The conventional TB test scans for bacterial DNA in coughed-up mucus, or sputum. But some children struggle to produce a sample on request. The test also can miss TB in people simultaneously infected with HIV because the telltale bacteria may exist in numbers too low to detect or outside the lungs. In addition, the test costs up to $10, a prohibitive fee in many developing countries. As a result of these constraints, a large percentage of TB cases are diagnosed late or not at all, leaving serious infections untreated and more liable to spread.

Two years ago the World Health Organization put out a call for an improved TB diagnostic. In response, Purvesh Khatri, a Stanford University medical professor, and his colleagues combed through the human genome and found three genes that distinguish active TB from other diseases. The team then developed a way to detect these genes in blood.

According to their study, published in the Lancet Respiratory Medicine, the test is equally sensitive among patients with and without HIV coinfection and correctly detected TB in 86 percent of pediatric cases.
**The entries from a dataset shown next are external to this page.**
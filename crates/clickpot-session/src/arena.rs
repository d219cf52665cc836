//! Arena of live sessions, indexed by room id.
//!
//! Timer callbacks never hold a session reference across await points or
//! tick firings: each tick re-fetches by id and checks liveness, so a
//! session deleted between two firings is simply absent — never a stale
//! pointer.

use std::collections::HashMap;

use clickpot_types::RoomId;

use crate::session::MatchSession;

/// Owns every live [`MatchSession`], keyed by room id.
pub struct SessionArena {
    sessions: HashMap<RoomId, MatchSession>,
}

impl SessionArena {
    /// Create an empty arena.
    #[must_use]
    pub fn new() -> Self {
        Self {
            sessions: HashMap::new(),
        }
    }

    /// Insert a freshly created session.
    pub fn insert(&mut self, session: MatchSession) {
        self.sessions.insert(session.id(), session);
    }

    /// Fetch a session by id.
    #[must_use]
    pub fn get(&self, room_id: RoomId) -> Option<&MatchSession> {
        self.sessions.get(&room_id)
    }

    /// Fetch a session mutably by id.
    pub fn get_mut(&mut self, room_id: RoomId) -> Option<&mut MatchSession> {
        self.sessions.get_mut(&room_id)
    }

    /// Discard a settled session.
    pub fn remove(&mut self, room_id: RoomId) -> Option<MatchSession> {
        self.sessions.remove(&room_id)
    }

    /// Whether the room is still live.
    #[must_use]
    pub fn contains(&self, room_id: RoomId) -> bool {
        self.sessions.contains_key(&room_id)
    }

    /// Number of live sessions.
    #[must_use]
    pub fn len(&self) -> usize {
        self.sessions.len()
    }

    /// Whether no sessions are live.
    #[must_use]
    pub fn is_empty(&self) -> bool {
        self.sessions.is_empty()
    }
}

impl Default for SessionArena {
    fn default() -> Self {
        Self::new()
    }
}

#[cfg(test)]
mod tests {
    use super::*;
    use chrono::Utc;
    use clickpot_types::{BetRecord, ConnectionId, IdentityId};
    use rust_decimal::Decimal;

    fn make_session() -> MatchSession {
        let a = IdentityId::from_external("a");
        let b = IdentityId::from_external("b");
        let room = RoomId::new();
        let bet = BetRecord::new(
            room,
            Decimal::ONE,
            vec![a, b],
            Decimal::new(1, 1),
            Utc::now(),
        );
        MatchSession::new(
            room,
            bet,
            10_000,
            &[(a, ConnectionId::new()), (b, ConnectionId::new())],
        )
    }

    #[test]
    fn insert_get_remove() {
        let mut arena = SessionArena::new();
        let session = make_session();
        let room = session.id();

        arena.insert(session);
        assert!(arena.contains(room));
        assert_eq!(arena.len(), 1);
        assert!(arena.get(room).is_some());

        arena.remove(room);
        assert!(!arena.contains(room));
        assert!(arena.is_empty());
    }

    #[test]
    fn get_after_remove_is_none() {
        let mut arena = SessionArena::new();
        let session = make_session();
        let room = session.id();
        arena.insert(session);
        arena.remove(room);
        // A tick firing after deletion finds nothing — by construction
        // there is no stale reference to act on.
        assert!(arena.get(room).is_none());
        assert!(arena.get_mut(room).is_none());
    }

    #[test]
    fn unknown_room_is_absent() {
        let arena = SessionArena::new();
        assert!(arena.get(RoomId::new()).is_none());
    }
}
Additional points in favor of a blood assay include that it can be performed at a clinic and yield same-day results, unlike the case for a sputum test. That is especially advantageous in the developing world, where showing up for even a single appointment presents a tremendous burden. “You want to be able to initiate treatment immediately,” says Sheela Shenoi, a Yale University professor of medicine focused on AIDS.

The technology has not been used in the diagnosis of new patients and may be difficult to scale up, but in the meantime, Khatri has filed a patent for the test. He thinks it could cost less than half as much as the current one. “If this three-gene signature could be developed into a point-of-care test,” Shinoi says, “it would revolutionize TB diagnostics.”